Although implementations differ, most asynchronous runtimes contain two major components; an Executor, which schedules and polls futures, and a Reactor, which interfaces with the operating system’s event notification mechanisms. Together, these components allow asynchronous tasks to execute efficiently while using only a small number of operating system threads

Executor

The executor is the part of the runtime responsible for executing asynchronous tasks.

Recall that creating a future does not execute it. A future only makes progress when its poll() method is called. The executor repeatedly polls runnable tasks until their futures eventually return Poll::Ready.

If polling a future returns Poll::Pending, the executor stops polling it and moves on to other runnable tasks. The suspended task will remain idle until something notifies the executor that it may be able to make progress again.

Notice what the executor doesn’t do. It does not wait for network packets, timers, or file I/O to complete. Its only job is to execute Rust code by polling futures.

Reactor

While the executor runs Rust code, the reactor waits for external events.

Suppose a future tries to read from a socket:

#![allow(unused)]
fn main() {
async fn download() -> String {
    socket.read().await
}
}

If no data is currently available, the future cannot continue executing. Instead of blocking the thread, it asks the reactor to monitor the socket.

The reactor registers interest in the event with the operating system using facilities such as epoll, kqueue, or IOCP. It then waits for the operating system to report that the socket has become readable.

The reactor never executes Rust code itself. Its job is simply to detect when external events occur.

Wakers

Once the reactor learns that an event has occurred, it must somehow notify the executor that the corresponding task should be polled again.

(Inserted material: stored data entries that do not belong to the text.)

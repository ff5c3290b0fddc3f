//! Subprocess execution.
//!
//! Every external program the orchestrator touches (version queries,
//! package managers, vendor install scripts) goes through [`execute`].
//! Commands are spawned directly from an argv, never through the user's
//! login shell, so the only environment they see is the process
//! environment plus the explicit overrides in [`CommandOptions`].

use crate::error::{Result, SetupError};
use serde::Serialize;
use std::ffi::OsString;
use std::fmt;
use std::process::{Command, Stdio};
use std::time::{Duration, Instant};

/// A program and its arguments.
#[derive(Debug, Clone, PartialEq, Eq, Hash, Serialize)]
pub struct Invocation {
    /// Program name or path.
    pub program: String,
    /// Arguments passed verbatim.
    pub args: Vec<String>,
}

impl Invocation {
    /// Build an invocation from a program and argument list.
    pub fn new<I, S>(program: &str, args: I) -> Self
    where
        I: IntoIterator<Item = S>,
        S: Into<String>,
    {
        Self {
            program: program.to_string(),
            args: args.into_iter().map(Into::into).collect(),
        }
    }

    /// Run `script` through the platform's default script interpreter.
    ///
    /// `sh -c` on Unix, `powershell -Command` on Windows.
    pub fn script(script: &str, windows: bool) -> Self {
        if windows {
            Self::new(
                "powershell",
                [
                    "-NoProfile",
                    "-ExecutionPolicy",
                    "Bypass",
                    "-Command",
                    script,
                ],
            )
        } else {
            Self::new("sh", ["-c", script])
        }
    }

    /// Prefix this invocation with an elevation helper (`sudo`, `doas`).
    pub fn elevated(&self, helper: &str) -> Self {
        let mut args = Vec::with_capacity(self.args.len() + 1);
        args.push(self.program.clone());
        args.extend(self.args.iter().cloned());
        Self {
            program: helper.to_string(),
            args,
        }
    }
}

impl fmt::Display for Invocation {
    fn fmt(&self, f: &mut fmt::Formatter<'_>) -> fmt::Result {
        write!(f, "{}", self.program)?;
        for arg in &self.args {
            if arg.is_empty() || arg.contains(char::is_whitespace) {
                write!(f, " \"{}\"", arg)?;
            } else {
                write!(f, " {}", arg)?;
            }
        }
        Ok(())
    }
}

/// Result of executing a command.
#[derive(Debug, Clone)]
pub struct CommandResult {
    /// Exit code (None if killed by signal).
    pub exit_code: Option<i32>,

    /// Standard output.
    pub stdout: String,

    /// Standard error.
    pub stderr: String,

    /// Execution duration.
    pub duration: Duration,

    /// Whether command succeeded (exit code 0).
    pub success: bool,
}

impl CommandResult {
    /// Create a success result.
    pub fn success(stdout: String, stderr: String, duration: Duration) -> Self {
        Self {
            exit_code: Some(0),
            stdout,
            stderr,
            duration,
            success: true,
        }
    }

    /// Create a failure result.
    pub fn failure(
        exit_code: Option<i32>,
        stdout: String,
        stderr: String,
        duration: Duration,
    ) -> Self {
        Self {
            exit_code,
            stdout,
            stderr,
            duration,
            success: false,
        }
    }
}

/// Options for command execution.
#[derive(Debug, Clone, Default)]
pub struct CommandOptions {
    /// Replacement for the child's `PATH`. `None` inherits the parent's.
    pub search_path: Option<OsString>,

    /// Capture stdout (if false, inherits from parent).
    pub capture_stdout: bool,

    /// Capture stderr (if false, inherits from parent).
    pub capture_stderr: bool,
}

/// Execute a command, blocking until it exits.
///
/// No timeout is applied: package managers can legitimately run for a
/// long time. A program that cannot be spawned (usually because it is not
/// installed) is reported as [`SetupError::ExternalToolFailure`] with no
/// exit code.
pub fn execute(invocation: &Invocation, options: &CommandOptions) -> Result<CommandResult> {
    let start = Instant::now();

    let mut cmd = Command::new(&invocation.program);
    cmd.args(&invocation.args);

    if let Some(path) = &options.search_path {
        cmd.env("PATH", path);
    }

    cmd.stdin(if options.capture_stdout {
        Stdio::null()
    } else {
        Stdio::inherit()
    });

    if options.capture_stdout {
        cmd.stdout(Stdio::piped());
    } else {
        cmd.stdout(Stdio::inherit());
    }

    if options.capture_stderr {
        cmd.stderr(Stdio::piped());
    } else {
        cmd.stderr(Stdio::inherit());
    }

    tracing::debug!("spawning: {}", invocation);

    let output = cmd.output().map_err(|e| {
        tracing::debug!("failed to spawn {}: {}", invocation.program, e);
        SetupError::ExternalToolFailure {
            command: invocation.to_string(),
            code: None,
        }
    })?;

    let duration = start.elapsed();

    let stdout = if options.capture_stdout {
        String::from_utf8_lossy(&output.stdout).to_string()
    } else {
        String::new()
    };

    let stderr = if options.capture_stderr {
        String::from_utf8_lossy(&output.stderr).to_string()
    } else {
        String::new()
    };

    if output.status.success() {
        Ok(CommandResult::success(stdout, stderr, duration))
    } else {
        Ok(CommandResult::failure(
            output.status.code(),
            stdout,
            stderr,
            duration,
        ))
    }
}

This is the purpose of a Waker.

Whenever a future returns Poll::Pending, it receives a Waker through its Context.

#![allow(unused)]
fn main() {
fn poll(
    self: Pin<&mut Self>,
    cx: &mut Context<'_>,
) -> Poll<Self::Output>
}

Before returning Poll::Pending, the future stores or registers this Waker with whatever asynchronous resource it is waiting on.

Later, when that resource becomes ready; for example, when the reactor learns that a socket has become readable, it calls waker.wake().

Calling wake() does not execute the future immediately. It simply tells the executor that the associated task should be placed back into its runnable queue. The executor will eventually poll it again, allowing execution to resume where it previously suspended.